(Collected data)
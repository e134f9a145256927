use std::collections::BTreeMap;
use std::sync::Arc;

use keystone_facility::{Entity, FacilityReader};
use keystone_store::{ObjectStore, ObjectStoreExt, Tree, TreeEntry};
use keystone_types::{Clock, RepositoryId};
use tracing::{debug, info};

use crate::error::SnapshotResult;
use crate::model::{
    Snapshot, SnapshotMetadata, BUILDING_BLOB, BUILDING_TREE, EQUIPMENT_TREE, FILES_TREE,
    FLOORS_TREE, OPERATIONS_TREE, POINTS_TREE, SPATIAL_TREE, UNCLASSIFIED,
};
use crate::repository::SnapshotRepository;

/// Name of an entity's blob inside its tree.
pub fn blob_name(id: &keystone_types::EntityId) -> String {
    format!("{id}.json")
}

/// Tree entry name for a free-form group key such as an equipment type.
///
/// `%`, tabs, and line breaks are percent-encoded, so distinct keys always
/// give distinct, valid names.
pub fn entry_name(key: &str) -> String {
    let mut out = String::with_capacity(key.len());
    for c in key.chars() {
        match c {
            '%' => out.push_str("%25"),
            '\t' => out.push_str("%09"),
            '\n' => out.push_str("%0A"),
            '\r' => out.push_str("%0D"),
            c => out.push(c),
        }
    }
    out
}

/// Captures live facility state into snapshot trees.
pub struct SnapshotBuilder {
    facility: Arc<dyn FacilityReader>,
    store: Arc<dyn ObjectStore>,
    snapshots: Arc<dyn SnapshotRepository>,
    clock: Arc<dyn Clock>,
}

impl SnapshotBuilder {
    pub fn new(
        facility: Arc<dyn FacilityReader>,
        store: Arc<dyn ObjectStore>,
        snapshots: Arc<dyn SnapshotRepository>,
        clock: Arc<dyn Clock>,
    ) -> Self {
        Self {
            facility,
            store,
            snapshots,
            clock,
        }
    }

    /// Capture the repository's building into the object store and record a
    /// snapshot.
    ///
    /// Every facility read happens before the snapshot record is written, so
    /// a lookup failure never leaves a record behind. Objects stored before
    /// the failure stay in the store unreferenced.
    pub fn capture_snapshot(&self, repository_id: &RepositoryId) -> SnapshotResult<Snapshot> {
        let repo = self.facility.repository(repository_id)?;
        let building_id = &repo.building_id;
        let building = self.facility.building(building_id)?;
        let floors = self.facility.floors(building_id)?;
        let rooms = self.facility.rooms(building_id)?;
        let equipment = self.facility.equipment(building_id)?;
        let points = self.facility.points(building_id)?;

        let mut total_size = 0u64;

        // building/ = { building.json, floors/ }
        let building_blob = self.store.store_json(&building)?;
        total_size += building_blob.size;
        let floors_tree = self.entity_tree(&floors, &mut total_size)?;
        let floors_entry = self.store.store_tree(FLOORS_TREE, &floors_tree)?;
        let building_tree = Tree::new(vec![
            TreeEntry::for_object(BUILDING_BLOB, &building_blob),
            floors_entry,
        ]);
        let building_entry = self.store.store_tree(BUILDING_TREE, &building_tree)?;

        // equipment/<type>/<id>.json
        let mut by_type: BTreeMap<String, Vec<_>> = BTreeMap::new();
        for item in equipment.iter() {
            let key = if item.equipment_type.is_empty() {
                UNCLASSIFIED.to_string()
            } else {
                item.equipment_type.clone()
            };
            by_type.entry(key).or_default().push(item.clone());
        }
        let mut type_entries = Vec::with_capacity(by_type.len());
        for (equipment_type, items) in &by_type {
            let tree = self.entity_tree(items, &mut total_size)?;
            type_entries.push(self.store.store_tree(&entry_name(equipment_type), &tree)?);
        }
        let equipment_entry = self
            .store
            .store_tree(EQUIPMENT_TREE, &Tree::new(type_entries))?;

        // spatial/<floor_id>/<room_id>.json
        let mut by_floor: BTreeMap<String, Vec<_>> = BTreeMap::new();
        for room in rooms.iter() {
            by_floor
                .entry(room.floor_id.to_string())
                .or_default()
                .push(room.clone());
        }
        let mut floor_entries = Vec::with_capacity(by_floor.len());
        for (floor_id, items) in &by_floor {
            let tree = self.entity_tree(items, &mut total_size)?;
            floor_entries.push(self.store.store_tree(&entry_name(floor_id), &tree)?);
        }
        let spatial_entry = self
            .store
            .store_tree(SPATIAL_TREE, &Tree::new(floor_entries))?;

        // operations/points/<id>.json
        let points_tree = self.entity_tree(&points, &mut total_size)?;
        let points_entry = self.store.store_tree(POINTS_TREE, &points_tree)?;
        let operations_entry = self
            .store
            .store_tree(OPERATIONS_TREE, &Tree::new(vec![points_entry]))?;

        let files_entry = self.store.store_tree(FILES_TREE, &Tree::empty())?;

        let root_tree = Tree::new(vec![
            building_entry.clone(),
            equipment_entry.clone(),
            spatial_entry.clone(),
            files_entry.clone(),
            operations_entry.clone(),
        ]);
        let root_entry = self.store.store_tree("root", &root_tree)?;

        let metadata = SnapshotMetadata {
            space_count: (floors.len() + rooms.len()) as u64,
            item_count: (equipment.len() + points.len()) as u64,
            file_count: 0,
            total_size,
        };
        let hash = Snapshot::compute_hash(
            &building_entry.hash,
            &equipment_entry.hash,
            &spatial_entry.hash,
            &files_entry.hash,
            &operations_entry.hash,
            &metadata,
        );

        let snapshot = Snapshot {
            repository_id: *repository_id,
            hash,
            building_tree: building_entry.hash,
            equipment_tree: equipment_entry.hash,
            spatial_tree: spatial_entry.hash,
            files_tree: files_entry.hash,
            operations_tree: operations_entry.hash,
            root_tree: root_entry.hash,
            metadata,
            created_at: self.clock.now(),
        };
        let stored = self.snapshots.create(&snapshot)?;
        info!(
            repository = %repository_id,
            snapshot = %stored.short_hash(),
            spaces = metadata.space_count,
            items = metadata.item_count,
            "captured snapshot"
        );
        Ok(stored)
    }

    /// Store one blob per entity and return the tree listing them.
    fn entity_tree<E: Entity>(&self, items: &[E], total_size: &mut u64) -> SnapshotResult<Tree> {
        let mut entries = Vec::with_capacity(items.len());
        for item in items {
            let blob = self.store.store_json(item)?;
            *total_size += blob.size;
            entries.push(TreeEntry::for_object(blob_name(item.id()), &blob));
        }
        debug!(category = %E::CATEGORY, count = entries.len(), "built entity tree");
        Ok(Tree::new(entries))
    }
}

## Aim of the task
Print out each line of the data exactly.

## Solution for this problem
repository e134f9a145256927
use std::collections::BTreeMap;
use std::sync::Arc;

use keystone_facility::{Entity, FacilityReader};
use keystone_store::{ObjectStore, ObjectStoreExt, Tree, TreeEntry};
use keystone_types::{Clock, RepositoryId};
use tracing::{debug, info};

use crate::error::SnapshotResult;
use crate::model::{
    Snapshot, SnapshotMetadata, BUILDING_BLOB, BUILDING_TREE, EQUIPMENT_TREE, FILES_TREE,
    FLOORS_TREE, OPERATIONS_TREE, POINTS_TREE, SPATIAL_TREE, UNCLASSIFIED,
};
use crate::repository::SnapshotRepository;

/// Name of an entity's blob inside its tree.
pub fn blob_name(id: &keystone_types::EntityId) -> String {
    format!("{id}.json")
}

/// Tree entry name for a free-form group key such as an equipment type.
///
/// `%`, tabs, and line breaks are percent-encoded, so distinct keys always
/// give distinct, valid names.
pub fn entry_name(key: &str) -> String {
    let mut out = String::with_capacity(key.len());
    for c in key.chars() {
        match c {
            '%' => out.push_str("%25"),
            '\t' => out.push_str("%09"),
            '\n' => out.push_str("%0A"),
            '\r' => out.push_str("%0D"),
            c => out.push(c),
        }
    }
    out
}

/// Captures live facility state into snapshot trees.
pub struct SnapshotBuilder {
    facility: Arc<dyn FacilityReader>,
    store: Arc<dyn ObjectStore>,
    snapshots: Arc<dyn SnapshotRepository>,
    clock: Arc<dyn Clock>,
}

impl SnapshotBuilder {
    pub fn new(
        facility: Arc<dyn FacilityReader>,
        store: Arc<dyn ObjectStore>,
        snapshots: Arc<dyn SnapshotRepository>,
        clock: Arc<dyn Clock>,
    ) -> Self {
        Self {
            facility,
            store,
            snapshots,
            clock,
        }
    }

    /// Capture the repository's building into the object store and record a
    /// snapshot.
    ///
    /// Every facility read happens before the snapshot record is written, so
    /// a lookup failure never leaves a record behind. Objects stored before
    /// the failure stay in the store unreferenced.
    pub fn capture_snapshot(&self, repository_id: &RepositoryId) -> SnapshotResult<Snapshot> {
        let repo = self.facility.repository(repository_id)?;
        let building_id = &repo.building_id;
        let building = self.facility.building(building_id)?;
        let floors = self.facility.floors(building_id)?;
        let rooms = self.facility.rooms(building_id)?;
        let equipment = self.facility.equipment(building_id)?;
        let points = self.facility.points(building_id)?;

        let mut total_size = 0u64;

        // building/ = { building.json, floors/ }
        let building_blob = self.store.store_json(&building)?;
        total_size += building_blob.size;
        let floors_tree = self.entity_tree(&floors, &mut total_size)?;
        let floors_entry = self.store.store_tree(FLOORS_TREE, &floors_tree)?;
        let building_tree = Tree::new(vec![
            TreeEntry::for_object(BUILDING_BLOB, &building_blob),
            floors_entry,
        ]);
        let building_entry = self.store.store_tree(BUILDING_TREE, &building_tree)?;

        // equipment/<type>/<id>.json
        let mut by_type: BTreeMap<String, Vec<_>> = BTreeMap::new();
        for item in equipment.iter() {
            let key = if item.equipment_type.is_empty() {
                UNCLASSIFIED.to_string()
            } else {
                item.equipment_type.clone()
            };
            by_type.entry(key).or_default().push(item.clone());
        }
        let mut type_entries = Vec::with_capacity(by_type.len());
        for (equipment_type, items) in &by_type {
            let tree = self.entity_tree(items, &mut total_size)?;
            type_entries.push(self.store.store_tree(&entry_name(equipment_type), &tree)?);
        }
        let equipment_entry = self
            .store
            .store_tree(EQUIPMENT_TREE, &Tree::new(type_entries))?;

        // spatial/<floor_id>/<room_id>.json
        let mut by_floor: BTreeMap<String, Vec<_>> = BTreeMap::new();
        for room in rooms.iter() {
            by_floor
                .entry(room.floor_id.to_string())
                .or_default()
                .push(room.clone());
        }
        let mut floor_entries = Vec::with_capacity(by_floor.len());
        for (floor_id, items) in &by_floor {
            let tree = self.entity_tree(items, &mut total_size)?;
            floor_entries.push(self.store.store_tree(&entry_name(floor_id), &tree)?);
        }
        let spatial_entry = self
            .store
            .store_tree(SPATIAL_TREE, &Tree::new(floor_entries))?;

        // operations/points/<id>.json
        let points_tree = self.entity_tree(&points, &mut total_size)?;
        let points_entry = self.store.store_tree(POINTS_TREE, &points_tree)?;
        let operations_entry = self
            .store
            .store_tree(OPERATIONS_TREE, &Tree::new(vec![points_entry]))?;

        let files_entry = self.store.store_tree(FILES_TREE, &Tree::empty())?;

        let root_tree = Tree::new(vec![
            building_entry.clone(),
            equipment_entry.clone(),
            spatial_entry.clone(),
            files_entry.clone(),
            operations_entry.clone(),
        ]);
        let root_entry = self.store.store_tree("root", &root_tree)?;

        let metadata = SnapshotMetadata {
            space_count: (floors.len() + rooms.len()) as u64,
            item_count: (equipment.len() + points.len()) as u64,
            file_count: 0,
            total_size,
        };
        let hash = Snapshot::compute_hash(
            &building_entry.hash,
            &equipment_entry.hash,
            &spatial_entry.hash,
            &files_entry.hash,
            &operations_entry.hash,
            &metadata,
        );

        let snapshot = Snapshot {
            repository_id: *repository_id,
            hash,
            building_tree: building_entry.hash,
            equipment_tree: equipment_entry.hash,
            spatial_tree: spatial_entry.hash,
            files_tree: files_entry.hash,
            operations_tree: operations_entry.hash,
            root_tree: root_entry.hash,
            metadata,
            created_at: self.clock.now(),
        };
        let stored = self.snapshots.create(&snapshot)?;
        info!(
            repository = %repository_id,
            snapshot = %stored.short_hash(),
            spaces = metadata.space_count,
            items = metadata.item_count,
            "captured snapshot"
        );
        Ok(stored)
    }

    /// Store one blob per entity and return the tree listing them.
    fn entity_tree<E: Entity>(&self, items: &[E], total_size: &mut u64) -> SnapshotResult<Tree> {
        let mut entries = Vec::with_capacity(items.len());
        for item in items {
            let blob = self.store.store_json(item)?;
            *total_size += blob.size;
            entries.push(TreeEntry::for_object(blob_name(item.id()), &blob));
        }
        debug!(category = %E::CATEGORY, count = entries.len(), "built entity tree");
        Ok(Tree::new(entries))
    }
}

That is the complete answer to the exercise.